Segment Start: Excerpted records

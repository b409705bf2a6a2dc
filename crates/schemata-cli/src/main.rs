mod cli;
mod commands;
mod config;
mod definition;
mod observability;
mod output;

use anyhow::{Result, anyhow};
use clap::Parser;
use schemata_db_memory::MemoryManagers;
use schemata_schema::Schemas;
use tracing::debug;

use cli::{Cli, Commands};
use output::print_error;

#[tokio::main]
async fn main() {
    // A missing .env is fine.
    if let Err(e) = dotenvy::dotenv()
        && !matches!(e, dotenvy::Error::Io(ref io_err) if io_err.kind() == std::io::ErrorKind::NotFound)
    {
        eprintln!("Warning: Failed to load .env file: {e}");
    }

    observability::init_tracing_with_level("warn");

    if let Err(e) = run().await {
        print_error(&format!("{e:#}"));
        std::process::exit(1);
    }
}

async fn run() -> Result<()> {
    let cli = Cli::parse();
    let format = cli.format.unwrap_or_default();

    let app_config = config::loader::load_config(cli.config.as_deref()).map_err(|e| anyhow!(e))?;
    observability::apply_logging_level(&app_config.logging.level);
    debug!(settings = ?app_config.schema, "Loaded configuration");

    let managers = MemoryManagers::new();
    let schemas = Schemas::builder(managers.clone())
        .settings(app_config.schema.clone())
        .tag_vocabulary(managers.clone())
        .build();

    match &cli.command {
        Commands::Compose(args) => {
            commands::compose::run(&schemas, &args.definition, args.type_name.as_deref(), format)?;
        }
        Commands::Import(args) => {
            commands::import::run(&schemas, &managers, args, format).await?;
        }
        Commands::Export(args) => {
            commands::export::run(&schemas, args).await?;
        }
        Commands::Index(args) => {
            commands::index::run(&schemas, args, format)?;
        }
    }

    Ok(())
}
//! # schemata-schema
//!
//! Declarative content schemas: ordered lists of typed field descriptors.
//!
//! - [`compose`] builds schemas from reusable pieces (add, remove, reorder, require, group).
//! - [`convert`] turns untyped input (CSV rows, form submissions) into sanitized values.
//! - [`export`] writes typed values back to flat formats.
//! - [`index`] extracts weighted search text.
//! - [`join`] hydrates join fields with related records fetched through content managers,
//!   including joins nested inside array fields, with bounded recursion.
//!
//! Field types are pluggable through the [`FieldTypeRegistry`]; [`Schemas`] ties a registry,
//! a manager registry and [`SchemaSettings`] together.

pub mod compose;
pub mod convert;
pub mod error;
pub mod export;
pub mod field;
pub mod format;
pub mod index;
pub mod join;
pub mod registry;
pub mod service;
pub mod settings;
pub mod types;

#[cfg(test)]
mod test_support;

pub use compose::{AlterFields, ComposeSpec};
pub use convert::{ConversionReport, ConvertContext, FieldOutcome};
pub use error::{ComposeError, ConvertError, ErrorCategory, ExportError, JoinError, RenderError};
pub use export::ExportSummary;
pub use field::{Choice, Field, GroupSpec, JoinKind, RenderHook, Schema, kinds};
pub use format::Format;
pub use index::{SearchText, SearchTexts};
pub use join::{JoinOptions, RELATIONSHIP_KEY};
pub use registry::FieldTypeRegistry;
pub use service::{Schemas, SchemasBuilder, TagVocabulary, TemplateRenderer};
pub use settings::SchemaSettings;
pub use types::{Converter, Emptiness, Exporter, FieldTypePlugin, Indexer, Renderer};
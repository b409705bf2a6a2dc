//! Field type registry.
//!
//! Holds, per field type name, the converters for each input format, the exporters for each
//! output format, the search indexer, the emptiness predicate and the default renderer. It is
//! populated once at startup and shared read-only afterwards.

use std::collections::{BTreeSet, HashMap};
use std::fmt;
use std::sync::Arc;

use serde_json::Value;

use crate::field::Field;
use crate::format::Format;
use crate::types::{
    Converter, Emptiness, Exporter, FieldTypePlugin, Indexer, Renderer, builtins,
};

/// Registry of field type capabilities.
#[derive(Default)]
pub struct FieldTypeRegistry {
    converters: HashMap<(Format, String), Arc<dyn Converter>>,
    exporters: HashMap<(Format, String), Arc<dyn Exporter>>,
    indexers: HashMap<String, Arc<dyn Indexer>>,
    empties: HashMap<String, Arc<dyn Emptiness>>,
    renderers: HashMap<String, Arc<dyn Renderer>>,
}

impl FieldTypeRegistry {
    /// Create a new empty registry.
    pub fn new() -> Self {
        Self::default()
    }

    /// A registry holding every built-in field type.
    pub fn with_builtins() -> Self {
        let mut registry = Self::new();
        for plugin in builtins() {
            registry.register(plugin);
        }
        registry
    }

    /// Register a field type, replacing any capability already registered under its name.
    pub fn register(&mut self, plugin: FieldTypePlugin) {
        let FieldTypePlugin {
            name,
            converters,
            exporters,
            indexer,
            emptiness,
            renderer,
        } = plugin;

        tracing::debug!(
            field_type = %name,
            converters = converters.len(),
            exporters = exporters.len(),
            "Registered field type"
        );

        for (format, converter) in converters {
            self.converters.insert((format, name.clone()), converter);
        }
        for (format, exporter) in exporters {
            self.exporters.insert((format, name.clone()), exporter);
        }
        if let Some(indexer) = indexer {
            self.indexers.insert(name.clone(), indexer);
        }
        if let Some(emptiness) = emptiness {
            self.empties.insert(name.clone(), emptiness);
        }
        if let Some(renderer) = renderer {
            self.renderers.insert(name, renderer);
        }
    }

    pub fn converter(&self, format: &Format, field_type: &str) -> Option<&Arc<dyn Converter>> {
        self.converters
            .get(&(format.clone(), field_type.to_string()))
    }

    pub fn exporter(&self, format: &Format, field_type: &str) -> Option<&Arc<dyn Exporter>> {
        self.exporters.get(&(format.clone(), field_type.to_string()))
    }

    pub fn indexer(&self, field_type: &str) -> Option<&Arc<dyn Indexer>> {
        self.indexers.get(field_type)
    }

    pub fn emptiness(&self, field_type: &str) -> Option<&Arc<dyn Emptiness>> {
        self.empties.get(field_type)
    }

    pub fn renderer(&self, field_type: &str) -> Option<&Arc<dyn Renderer>> {
        self.renderers.get(field_type)
    }

    /// Whether a present value is empty for its field; types without a predicate are never
    /// empty.
    pub fn is_value_empty(&self, field: &Field, value: &Value) -> bool {
        self.emptiness(&field.field_type)
            .is_some_and(|empty| empty.is_empty(field, value))
    }

    /// Every type name with at least one registered capability, sorted.
    pub fn type_names(&self) -> Vec<String> {
        let names: BTreeSet<&String> = self
            .converters
            .keys()
            .map(|(_, name)| name)
            .chain(self.exporters.keys().map(|(_, name)| name))
            .chain(self.indexers.keys())
            .chain(self.empties.keys())
            .chain(self.renderers.keys())
            .collect();
        names.into_iter().cloned().collect()
    }
}

impl fmt::Debug for FieldTypeRegistry {
    fn fmt(&self, f: &mut fmt::Formatter<'_>) -> fmt::Result {
        f.debug_struct("FieldTypeRegistry")
            .field("types", &self.type_names())
            .finish()
    }
}
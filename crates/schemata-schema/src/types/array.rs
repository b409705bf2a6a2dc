//! `array`: a list of sub-records, each converted through the field's nested schema.

use async_trait::async_trait;
use schemata_core::{Record, generate_id, sanitize_id};
use serde_json::Value;

use super::{Converter, FieldTypePlugin, Ignore, empty_list};
use crate::convert::{self, ConvertContext};
use crate::error::ConvertError;
use crate::field::{Field, kinds};
use crate::format::Format;

/// Key holding each element's stable id.
const ELEMENT_ID_KEY: &str = "id";

pub(super) fn plugin() -> FieldTypePlugin {
    FieldTypePlugin::new(kinds::ARRAY)
        .converter(Format::Csv, Ignore)
        .converter(Format::Form, ConvertElements)
        .emptiness(empty_list)
}

struct ConvertElements;

#[async_trait]
impl Converter for ConvertElements {
    async fn convert(
        &self,
        cx: &ConvertContext<'_>,
        input: &Record,
        name: &str,
        target: &mut Record,
        field: &Field,
    ) -> Result<(), ConvertError> {
        let Some(schema) = field.schema.as_deref() else {
            return Err(ConvertError::misconfigured(name, "array fields need a schema"));
        };
        let mut elements = Vec::new();
        let mut failed = Vec::new();
        if let Some(Value::Array(items)) = input.get(name) {
            for (index, item) in items.iter().enumerate() {
                let Some(item) = item.as_object() else {
                    continue;
                };
                let mut element = Record::new();
                let id = sanitize_id(item.get(ELEMENT_ID_KEY)).unwrap_or_else(generate_id);
                element.insert(ELEMENT_ID_KEY.to_string(), Value::String(id));
                if cx.collects_failures() {
                    let report = convert::convert_fields_report(cx, schema, item, &mut element)
                        .await
                        .map_err(|e| e.within_array(name, index))?;
                    failed.extend(
                        report
                            .failed_fields()
                            .into_iter()
                            .map(|f| format!("{name}.{index}.{f}")),
                    );
                } else {
                    convert::convert_fields(cx, schema, item, &mut element)
                        .await
                        .map_err(|e| e.within_array(name, index))?;
                }
                elements.push(Value::Object(element));
            }
        }
        target.insert(name.to_string(), Value::Array(elements));
        if failed.is_empty() {
            Ok(())
        } else {
            Err(ConvertError::Required { fields: failed })
        }
    }
}
//! Search text extraction.

use schemata_core::Record;
use serde::{Deserialize, Serialize};

use crate::field::Field;
use crate::registry::FieldTypeRegistry;

/// One weighted fragment of search text.
#[derive(Debug, Clone, PartialEq, Eq, Serialize, Deserialize)]
pub struct SearchText {
    pub weight: u32,
    pub text: String,
    /// Silent text is searchable but kept out of result summaries.
    pub silent: bool,
}

/// Sink indexers push text into, applying each field's weight and silence.
#[derive(Debug)]
pub struct SearchTexts {
    default_weight: u32,
    texts: Vec<SearchText>,
}

impl SearchTexts {
    pub fn new(default_weight: u32) -> Self {
        Self {
            default_weight,
            texts: Vec::new(),
        }
    }

    /// Adds text for a field. Fields are silent unless they say otherwise.
    pub fn push(&mut self, field: &Field, text: impl Into<String>) {
        self.texts.push(SearchText {
            weight: field.weight.unwrap_or(self.default_weight),
            text: text.into(),
            silent: field.silent.unwrap_or(true),
        });
    }

    pub fn into_vec(self) -> Vec<SearchText> {
        self.texts
    }
}

/// Collects search text for every indexable field of the schema.
///
/// Fields with `search: false` and types without an indexer are skipped.
pub fn index_fields(
    registry: &FieldTypeRegistry,
    default_weight: u32,
    schema: &[Field],
    object: &Record,
) -> Vec<SearchText> {
    let mut texts = SearchTexts::new(default_weight);
    for field in schema {
        if field.search == Some(false) {
            continue;
        }
        if let Some(indexer) = registry.indexer(&field.field_type) {
            indexer.index(object.get(&field.name), field, &mut texts);
        }
    }
    texts.into_vec()
}

#[cfg(test)]
mod tests {
    use super::*;
    use crate::field::kinds;
    use serde_json::json;

    #[test]
    fn test_index_fields() {
        let registry = FieldTypeRegistry::with_builtins();
        let mut headline = Field::new("headline", kinds::STRING);
        headline.weight = Some(40);
        headline.silent = Some(false);
        let mut internal = Field::new("internal", kinds::STRING);
        internal.search = Some(false);
        let schema = vec![
            headline,
            internal,
            Field::new("color", kinds::SELECT).choices(["red", "blue"]),
            Field::new("sizes", kinds::CHECKBOXES).choices(["s", "m", "l"]),
            Field::new("body", kinds::AREA),
        ];
        let object = json!({
            "headline": "Big news",
            "internal": "do not index",
            "color": "red",
            "sizes": ["s", "l"],
            "body": {"type": "area", "items": []}
        });

        let texts = index_fields(&registry, 15, &schema, object.as_object().unwrap());
        assert_eq!(
            texts,
            vec![
                SearchText { weight: 40, text: "Big news".into(), silent: false },
                SearchText { weight: 15, text: "red".into(), silent: true },
                SearchText { weight: 15, text: "s l".into(), silent: true },
            ]
        );
    }

    #[test]
    fn test_missing_checkboxes_index_empty_text() {
        let registry = FieldTypeRegistry::with_builtins();
        let schema = vec![Field::new("sizes", kinds::CHECKBOXES)];
        let texts = index_fields(&registry, 10, &schema, &Record::new());
        assert_eq!(texts.len(), 1);
        assert_eq!(texts[0].text, "");
        assert_eq!(texts[0].weight, 10);
    }
}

Segment End: Excerpted records

Activity. Give back, word for word, only the lines above from the line holding "pub fn exporter(&self, format: &Format, field_type: &str)" to the line holding "pub fn is_value_empty(&self, field: &Field, value: &Value)", both included.

Result.
    pub fn exporter(&self, format: &Format, field_type: &str) -> Option<&Arc<dyn Exporter>> {
        self.exporters.get(&(format.clone(), field_type.to_string()))
    }

    pub fn indexer(&self, field_type: &str) -> Option<&Arc<dyn Indexer>> {
        self.indexers.get(field_type)
    }

    pub fn emptiness(&self, field_type: &str) -> Option<&Arc<dyn Emptiness>> {
        self.empties.get(field_type)
    }

    pub fn renderer(&self, field_type: &str) -> Option<&Arc<dyn Renderer>> {
        self.renderers.get(field_type)
    }

    /// Whether a present value is empty for its field; types without a predicate are never
    /// empty.
    pub fn is_value_empty(&self, field: &Field, value: &Value) -> bool {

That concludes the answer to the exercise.